■ **Exercise objective**:
Please set the lines down again exactly, from the top of the entries through the line that contains "MERCHANTABILITY or FITNESS".

■ **Stored data entries**:
◇ ◇ ◇ ◇

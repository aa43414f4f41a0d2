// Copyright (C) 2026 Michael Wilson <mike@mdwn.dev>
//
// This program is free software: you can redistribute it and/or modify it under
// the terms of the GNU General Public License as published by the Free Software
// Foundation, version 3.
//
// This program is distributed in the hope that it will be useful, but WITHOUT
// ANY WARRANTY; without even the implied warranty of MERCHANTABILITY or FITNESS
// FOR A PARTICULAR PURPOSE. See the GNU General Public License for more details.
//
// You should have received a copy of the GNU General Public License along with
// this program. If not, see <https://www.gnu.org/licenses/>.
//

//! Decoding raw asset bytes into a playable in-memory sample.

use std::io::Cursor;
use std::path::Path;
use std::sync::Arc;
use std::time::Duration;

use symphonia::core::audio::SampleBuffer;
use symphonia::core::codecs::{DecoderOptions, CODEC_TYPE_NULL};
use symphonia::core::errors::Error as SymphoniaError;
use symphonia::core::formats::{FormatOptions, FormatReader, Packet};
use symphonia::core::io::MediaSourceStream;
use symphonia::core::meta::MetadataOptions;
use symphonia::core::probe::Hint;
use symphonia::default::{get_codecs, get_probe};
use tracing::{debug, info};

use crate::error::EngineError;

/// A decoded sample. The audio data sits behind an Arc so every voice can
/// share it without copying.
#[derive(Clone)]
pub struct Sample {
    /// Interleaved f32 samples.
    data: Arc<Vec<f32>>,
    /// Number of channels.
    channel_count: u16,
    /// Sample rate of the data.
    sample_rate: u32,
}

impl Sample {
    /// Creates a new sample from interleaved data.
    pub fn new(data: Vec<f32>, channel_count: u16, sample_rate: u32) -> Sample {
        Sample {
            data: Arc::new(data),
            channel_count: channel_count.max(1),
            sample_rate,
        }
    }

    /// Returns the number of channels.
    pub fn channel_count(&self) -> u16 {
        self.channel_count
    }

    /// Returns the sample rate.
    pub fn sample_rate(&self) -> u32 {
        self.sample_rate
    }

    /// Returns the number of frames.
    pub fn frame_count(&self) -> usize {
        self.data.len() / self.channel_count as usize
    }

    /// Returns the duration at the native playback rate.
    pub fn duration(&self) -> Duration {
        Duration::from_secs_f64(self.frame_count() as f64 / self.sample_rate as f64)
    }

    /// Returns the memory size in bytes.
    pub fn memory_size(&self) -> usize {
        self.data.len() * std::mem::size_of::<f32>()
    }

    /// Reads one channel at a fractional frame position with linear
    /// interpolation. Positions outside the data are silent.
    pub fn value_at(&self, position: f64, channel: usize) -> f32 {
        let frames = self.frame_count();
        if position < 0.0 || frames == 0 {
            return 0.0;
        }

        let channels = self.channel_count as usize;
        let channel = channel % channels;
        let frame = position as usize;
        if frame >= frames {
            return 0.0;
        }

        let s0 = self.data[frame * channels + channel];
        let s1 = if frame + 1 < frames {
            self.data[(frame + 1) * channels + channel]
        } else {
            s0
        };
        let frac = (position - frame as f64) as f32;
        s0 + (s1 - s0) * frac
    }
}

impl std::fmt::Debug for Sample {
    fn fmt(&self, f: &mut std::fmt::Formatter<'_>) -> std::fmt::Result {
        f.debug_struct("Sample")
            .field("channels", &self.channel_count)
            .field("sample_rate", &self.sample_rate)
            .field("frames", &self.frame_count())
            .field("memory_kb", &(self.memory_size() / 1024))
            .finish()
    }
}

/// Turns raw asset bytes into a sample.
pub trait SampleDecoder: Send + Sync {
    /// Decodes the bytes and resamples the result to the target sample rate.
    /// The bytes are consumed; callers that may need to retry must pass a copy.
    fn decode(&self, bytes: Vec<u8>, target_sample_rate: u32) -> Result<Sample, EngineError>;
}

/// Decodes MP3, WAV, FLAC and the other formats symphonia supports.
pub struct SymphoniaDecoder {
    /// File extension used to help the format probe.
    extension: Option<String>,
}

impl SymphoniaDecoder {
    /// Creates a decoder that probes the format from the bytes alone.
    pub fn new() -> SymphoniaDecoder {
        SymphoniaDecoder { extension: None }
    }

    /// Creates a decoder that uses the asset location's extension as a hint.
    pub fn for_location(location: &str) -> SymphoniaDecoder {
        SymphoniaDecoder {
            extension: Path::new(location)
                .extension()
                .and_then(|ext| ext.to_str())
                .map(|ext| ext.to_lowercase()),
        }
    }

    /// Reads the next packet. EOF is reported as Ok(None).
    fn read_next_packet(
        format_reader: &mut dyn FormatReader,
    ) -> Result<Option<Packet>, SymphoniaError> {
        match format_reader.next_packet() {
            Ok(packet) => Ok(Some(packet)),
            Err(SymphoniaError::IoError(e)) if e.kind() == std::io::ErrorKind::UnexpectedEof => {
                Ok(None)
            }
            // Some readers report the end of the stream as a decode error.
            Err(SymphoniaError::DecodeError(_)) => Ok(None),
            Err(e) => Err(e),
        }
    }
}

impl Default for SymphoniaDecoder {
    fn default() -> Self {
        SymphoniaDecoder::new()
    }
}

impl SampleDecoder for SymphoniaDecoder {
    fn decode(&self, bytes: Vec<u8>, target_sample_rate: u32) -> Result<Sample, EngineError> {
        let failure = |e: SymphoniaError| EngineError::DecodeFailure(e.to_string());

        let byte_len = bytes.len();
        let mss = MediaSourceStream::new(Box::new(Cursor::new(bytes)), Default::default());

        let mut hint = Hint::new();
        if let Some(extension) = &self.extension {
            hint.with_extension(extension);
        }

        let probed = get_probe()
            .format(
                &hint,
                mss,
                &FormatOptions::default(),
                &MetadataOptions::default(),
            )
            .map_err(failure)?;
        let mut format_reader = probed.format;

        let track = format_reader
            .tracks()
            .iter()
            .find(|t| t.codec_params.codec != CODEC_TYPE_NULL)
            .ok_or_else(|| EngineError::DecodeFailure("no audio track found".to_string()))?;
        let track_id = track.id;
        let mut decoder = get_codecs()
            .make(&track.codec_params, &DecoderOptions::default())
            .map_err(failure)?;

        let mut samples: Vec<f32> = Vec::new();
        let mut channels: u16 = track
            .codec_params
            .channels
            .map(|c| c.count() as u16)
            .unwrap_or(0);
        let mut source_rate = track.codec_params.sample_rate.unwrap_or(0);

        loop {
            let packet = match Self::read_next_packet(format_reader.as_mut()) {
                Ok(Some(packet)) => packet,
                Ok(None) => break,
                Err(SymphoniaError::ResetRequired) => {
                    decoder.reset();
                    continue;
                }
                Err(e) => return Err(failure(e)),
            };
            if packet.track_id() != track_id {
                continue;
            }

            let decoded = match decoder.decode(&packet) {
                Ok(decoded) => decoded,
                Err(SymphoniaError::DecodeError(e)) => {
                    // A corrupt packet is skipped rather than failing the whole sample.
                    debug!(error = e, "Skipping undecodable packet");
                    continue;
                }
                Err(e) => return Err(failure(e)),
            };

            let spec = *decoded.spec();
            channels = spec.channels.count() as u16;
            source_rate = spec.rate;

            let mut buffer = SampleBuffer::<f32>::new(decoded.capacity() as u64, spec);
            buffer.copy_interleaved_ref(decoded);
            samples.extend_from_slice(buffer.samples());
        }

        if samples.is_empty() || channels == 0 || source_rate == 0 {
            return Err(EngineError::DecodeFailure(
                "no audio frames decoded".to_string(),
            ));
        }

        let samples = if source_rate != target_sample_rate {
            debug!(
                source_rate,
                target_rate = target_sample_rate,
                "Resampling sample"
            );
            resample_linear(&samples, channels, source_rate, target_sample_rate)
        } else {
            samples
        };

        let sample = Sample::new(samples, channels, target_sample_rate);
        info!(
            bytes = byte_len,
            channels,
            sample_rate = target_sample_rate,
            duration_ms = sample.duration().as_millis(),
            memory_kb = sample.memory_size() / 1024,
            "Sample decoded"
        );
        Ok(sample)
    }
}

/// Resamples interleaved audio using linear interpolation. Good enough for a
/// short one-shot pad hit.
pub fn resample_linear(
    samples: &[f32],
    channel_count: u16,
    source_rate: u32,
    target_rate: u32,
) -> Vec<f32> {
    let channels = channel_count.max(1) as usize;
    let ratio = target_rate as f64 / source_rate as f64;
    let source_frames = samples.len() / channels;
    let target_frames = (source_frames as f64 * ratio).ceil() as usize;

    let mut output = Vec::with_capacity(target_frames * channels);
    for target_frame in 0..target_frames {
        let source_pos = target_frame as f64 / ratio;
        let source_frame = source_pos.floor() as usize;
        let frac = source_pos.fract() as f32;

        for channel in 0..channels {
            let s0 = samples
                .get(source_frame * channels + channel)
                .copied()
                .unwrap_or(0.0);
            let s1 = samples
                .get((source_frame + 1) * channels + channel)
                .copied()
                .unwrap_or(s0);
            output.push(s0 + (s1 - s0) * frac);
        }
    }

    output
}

◇ ◇ ◇ ◇

■ **Written answer**:
repository aa43414f4f41a0d2
// Copyright (C) 2026 Michael Wilson <mike@mdwn.dev>
//
// This program is free software: you can redistribute it and/or modify it under
// the terms of the GNU General Public License as published by the Free Software
// Foundation, version 3.
//
// This program is distributed in the hope that it will be useful, but WITHOUT
// ANY WARRANTY; without even the implied warranty of MERCHANTABILITY or FITNESS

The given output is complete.